Most houses on Jassim's block were destroyed by "daily" airstrikes, which were targeting Islamic State fighters. "Many people died as a result," Jassim said.
Jassim said a friend's house had 27 people inside when it was hit by an airstrike the week before the March 17 incident. "No one survived, including my friend," he said.
Zeyad Suleiman, 35, confirmed airstrikes happened daily in the same Jadida neighborhood where the March 17 strike occurred despite there being "very few" Islamic State fighters there. He said his aunt, Shita Abaid Idris, 45, was injured by shrapnel from an Iraqi army rocket attack
Suleiman and several other civilians estimated there were at least 50 airstrikes since the west Mosul offensive by Iraqi forces reached their neighborhood around March 11. He added there were many rocket attacks by soldiers.
USA TODAY saw Iraqi forces launch unguided rockets in the direction of Islamic State positions since the west Mosul operation started.
Dhaha Mahmood, 10, who was treated for a sniper wound, said her family took her to a neighbor's house to take cover after several Islamic State fighters used their roof. Later that day they were heading back to their house when they saw an airstrike destroy it. If it had struck a little later, it could have killed them, said Mahmood and her aunt, Nahla Ahmed, 45.Mubasher Dannon, 37, came to the hospital here to tend to his brother, Ali, 50, who was injured in the March 17 airstrike. Dannon said 21 of his friends and relatives were killed by a strike in a separate building on March 16. He said he found four of their corpses.Foad Dawod, 21, said he saw his neighbor's house bombed because Islamic State fighters were on the roof. There were 28 civilians in the house at the time. Dawod said he did not know how many of them were killed or injured.Mosul residents said civilians are vulnerable to airstrikes in densely packed neighborhoods, where they have been taking shelter. Those who felt exposed, moved into larger houses for better cover, according to Dawod and Nasheen Ahmeel, who lived in one of those neighborhoods."There were 105 people in our house at one point, but we moved some of them out to surrounding houses and then there were 68," Dawod said. "It stayed like this for more than a month."As more buildings are destroyed by the Islamic State, also known as ISIS, as well as by Iraq forces and the U.S.-led air campaign, people have fewer options for shelter, Jassim said. In some neighborhoods, more than half of the houses have partially collapsed, he said.Suleiman said people are concentrating in areas close to Iraqi forces in hopes of being rescued sooner. "Many people were fleeing (the Islamic State), so they gathered in big houses in the part of the neighborhood where the military was coming," he said.All those interviewed denied Islamic State fighters forced them to gather in certain houses. However, they said the militants sometimes fired from rooftops of houses they knew were densely packed either to avoid return fire or to bait Iraqi forces and the U.S.-led coalition to strike."(The Islamic State) chose strategic houses with the most civilians in them so that when they were destroyed, it would damage the reputation of Iraqi forces," Dawod said.
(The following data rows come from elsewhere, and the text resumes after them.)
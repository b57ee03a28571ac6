use thiserror::Error;

/// Mesh addressing construction/validation failures.
///
/// All of these describe invalid input data and are raised at construction
/// time, never mid-solve.
#[derive(Error, Debug, Clone, PartialEq)]
pub enum AddressingError {
    #[error("face {face}: owner entry {value} is negative")]
    NegativeOwner { face: usize, value: i64 },

    #[error("face {face}: cell index {cell} out of range (mesh has {n_cells} cells)")]
    CellOutOfRange {
        face: usize,
        cell: usize,
        n_cells: usize,
    },

    #[error("neighbour array ({n_neighbour}) longer than owner array ({n_owner})")]
    NeighbourLongerThanOwner { n_owner: usize, n_neighbour: usize },

    #[error("internal face {face}: owner {owner} >= neighbour {neighbour}")]
    UnorderedFace {
        face: usize,
        owner: usize,
        neighbour: usize,
    },

    #[error(
        "boundary patches cover {covered} faces but the mesh has {expected} boundary faces"
    )]
    PatchCoverage { covered: usize, expected: usize },

    #[error("face {face} is shared by more than two cells")]
    NonManifoldFace { face: usize },
}

/// Boundary interface contract violations.
#[derive(Error, Debug, Clone, PartialEq)]
pub enum InterfaceError {
    #[error("interface '{patch}': field has {got} entries, expected {expected}")]
    FieldSizeMismatch {
        patch: String,
        expected: usize,
        got: usize,
    },

    #[error("interface '{patch}' is not a processor interface")]
    NotCoupledRemote { patch: String },

    #[error("cyclic interface '{patch}' names neighbour patch {neighb_patch} which does not exist or is not cyclic")]
    UnpairedCyclic { patch: String, neighb_patch: usize },
}

/// Communication schedule construction failures.
#[derive(Error, Debug, Clone, PartialEq)]
pub enum ScheduleError {
    #[error(
        "processor interface '{patch}' on rank {rank} claims neighbour {neighb_proc}, \
         but that rank has no matching reverse interface"
    )]
    UnpairedProcessor {
        patch: String,
        rank: usize,
        neighb_proc: usize,
    },

    #[error(
        "interface '{patch}' uses communicator {interface_comm} but the schedule was \
         built for communicator {communicator}"
    )]
    CommMismatch {
        patch: String,
        interface_comm: usize,
        communicator: usize,
    },

    #[error("processor interface '{patch}' claims neighbour rank {neighb_proc} outside communicator of size {size}")]
    RankOutOfRange {
        patch: String,
        neighb_proc: usize,
        size: usize,
    },

    #[error(transparent)]
    Interface(#[from] InterfaceError),
}

/// Solver dispatch and argument errors. Numerical non-convergence is *not*
/// an error: it is reported through `SolverResult`.
#[derive(Error, Debug, Clone, PartialEq)]
pub enum SolveError {
    #[error("cannot solve a matrix with zero equations")]
    EmptyMatrix,

    #[error("{solver} requires a symmetric matrix")]
    AsymmetricMatrix { solver: &'static str },

    #[error("relaxation factor {factor} outside (0, 1]")]
    BadRelaxationFactor { factor: f64 },

    #[error("matrix has {matrix} equations but field has {field} entries")]
    SizeMismatch { matrix: usize, field: usize },

    #[error("schedule error during solve: {0}")]
    Schedule(#[from] ScheduleError),

    #[error("interface error during solve: {0}")]
    Interface(#[from] InterfaceError),
}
Several residents said the airstrikes and rocket attacks were too "random" and didn't take precautions against hitting civilians.
"Before, they were extremely accurate. When they were trying to take out a sniper, only the sniper was hit. When they attacked a motorcycle weaving between cars, they only hit the motorcycle," said Nashwan Ahmeel, who was recovering in the hospital from multiple shrapnel wounds. More recently, he said, "warplanes are random."
If warplanes see civilians in the target zone they don't attack, but if they see ISIS fighters on the roof and are not sure if there are civilians inside the same house, they attack, Jassim said.
The growing strikes on civilian targets is making people lose faith in Iraq forces and the U.S.-led coalition, Suleiman said. "People don't want liberation like that," he said. "People once trusted them but now they don't."